リードなら彼しかいない。コーラスだと彼女が一番だ。

思い描くパフォーマンスをするために、ぼくがかんがえたさいきょうのグループを組みました。このとき考慮したことを3つ紹介します。

1つめが、ベースです。アカペラの土台を果たすベースは、もっとも重要なパートだと考えます。上手なアカペラグループには、上手なベースが必ずいます。僕自身ボイスパーカッションであるため、一緒にリズムを担うパートナーは最優先事項です。幸運にも、かなり相性のよいベースがひとりいました。ベースは、彼以外考えられません。

2つめが、リズムの感じ方です。リズミカルなアレンジをするためには、リズムの感じ方を統一する必要があります。これには、苦労しました。僕がいたサークルは、ハーモニーを聴かせるアレンジが好きな人が多かったため、該当する人がなかなかいません。過去のライブを見たり、直接話に行ったりと手間を惜しみませんでした。

3つめが、グループの編曲担当を決めることです。編曲担当をうやむやにすると、メンバー間ですれ違いがあります。Pentatonixのように全員が参加するアレンジであれば、納得する楽譜ができるでしょう。

残念ながら、彼らのアレンジ手法は稀です。ほとんどの大学生グループは、アレンジできる人が楽譜を持ち寄りながら曲数が増えていくはず。メンバー全員が、同じような音楽を好きであれば問題ありませんが、好みがバラバラだとすれ違いが生じます。

誰かの意見を取り入れるためには、誰かが妥協しなければならない。できあがる楽譜は、中途半端なものです。これでは、アレンジに一貫性が生まれません。

グループの方向性に沿った編曲担当を決めることで、軸がぶれません。僕が組んできたグループを振り返ると、個性を表現できたグループは決まって編曲者をひとりに任せていました。

注意点がひとつあります。編曲担当を決めることは、アレンジを丸投げすることではありません。曲づくりは全員で参加することが理想です。編曲者は、メンバーの意見を楽譜に表現する役割です。

楽譜については無関心。アレンジは全部任せるけど、気に食わなかったら文句を言うようでは元も子もありません。アレンジの段階から参加する、ということを忘れないでください。

ほかにも声質や声量のバランス、音楽の好みなど考えるべきことはたくさんあります。これ以上紹介すると、かなりの長文になるのでいったん区切りましょう。ほかのことについては、また別の機会に書こうと思います。

まとめ

以上が僕がとった戦略です。

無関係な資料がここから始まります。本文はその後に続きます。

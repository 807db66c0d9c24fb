//! HTTP client for Loki's `query_range` endpoint.

use std::time::Duration;

use bytes::Bytes;
use http_body_util::{BodyExt, Empty};
use hyper_util::client::legacy::Client;
use hyper_util::client::legacy::connect::HttpConnector;
use hyper_util::rt::TokioExecutor;
use tracing::{debug, info};

use lokiwatch_core::ObservedAt;
use lokiwatch_core::config::LokiConfig;
use lokiwatch_core::encoding::encode_component;

use crate::error::{LokiError, LokiResult};
use crate::response::{ParsedResponse, parse_query_response};

const QUERY_RANGE_PATH: &str = "/loki/api/v1/query_range";
const USER_AGENT: &str = concat!("lokiwatch/", env!("CARGO_PKG_VERSION"));

/// Range-query client for one Loki server.
#[derive(Clone)]
pub struct LokiClient {
    http: Client<HttpConnector, Empty<Bytes>>,
    base_url: String,
    query: String,
    limit: u32,
    timeout: Duration,
}

impl LokiClient {
    pub fn new(config: &LokiConfig) -> Self {
        let http = Client::builder(TokioExecutor::new()).build_http();
        let client = Self {
            http,
            base_url: config.base_url(),
            query: config.query.clone(),
            limit: config.limit,
            timeout: config.timeout,
        };
        info!(url = %client.base_url, "initialized loki client");
        client
    }

    pub fn base_url(&self) -> &str {
        &self.base_url
    }

    /// Full request URI for the range `[start, end]`, oldest first.
    pub fn query_uri(&self, start: ObservedAt, end: ObservedAt) -> String {
        format!(
            "{}{}?query={}&start={}&end={}&limit={}&direction=forward",
            self.base_url,
            QUERY_RANGE_PATH,
            encode_component(&self.query),
            start.as_nanos(),
            end.as_nanos(),
            self.limit,
        )
    }

    /// Fetch and parse every record in `[start, end]`.
    ///
    /// The whole exchange (connect, request, body) is bounded by the
    /// configured timeout.
    pub async fn query_range(&self, start: ObservedAt, end: ObservedAt) -> LokiResult<ParsedResponse> {
        let uri: http::Uri = self
            .query_uri(start, end)
            .parse()
            .map_err(|e: http::uri::InvalidUri| LokiError::InvalidUri(e.to_string()))?;

        debug!(%uri, limit = self.limit, "querying loki");

        let req = http::Request::builder()
            .method(http::Method::GET)
            .uri(uri)
            .header(http::header::USER_AGENT, USER_AGENT)
            .body(Empty::<Bytes>::new())
            .map_err(|e| LokiError::InvalidUri(e.to_string()))?;

        let exchange = async {
            let resp = self
                .http
                .request(req)
                .await
                .map_err(|e| LokiError::Request(e.to_string()))?;
            let status = resp.status();
            let body = resp
                .into_body()
                .collect()
                .await
                .map_err(|e| LokiError::Body(e.to_string()))?
                .to_bytes();
            Ok::<_, LokiError>((status, body))
        };

        let (status, body) = tokio::time::timeout(self.timeout, exchange)
            .await
            .map_err(|_| LokiError::Timeout(self.timeout))??;

        if !status.is_success() {
            let text = String::from_utf8_lossy(&body[..body.len().min(1000)]).into_owned();
            return Err(LokiError::Status {
                status: status.as_u16(),
                body: text,
            });
        }

        debug!(bytes = body.len(), "retrieved loki response");
        parse_query_response(&body)
    }
}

ここで簡単にまとめておきますね。

Point

  1. 専門職を見つける
  2. 空き時間はひたすら練習
  3. 好きなアカペラグループを見つける
  4. アレンジの意図を読み取る
  5. ライブの反省を次に活かす
  6. 理想のアカペラグループを組む

振り返ると、理想のアカペラグループを組むための準備をしているように思えますね。アカペラグループを組むときは、タイミングが非常に重要です。タイミングを見誤れば、後悔が残るかもしれません。

やってよかった。そう思えるように、全力でアカペラを楽しんでください。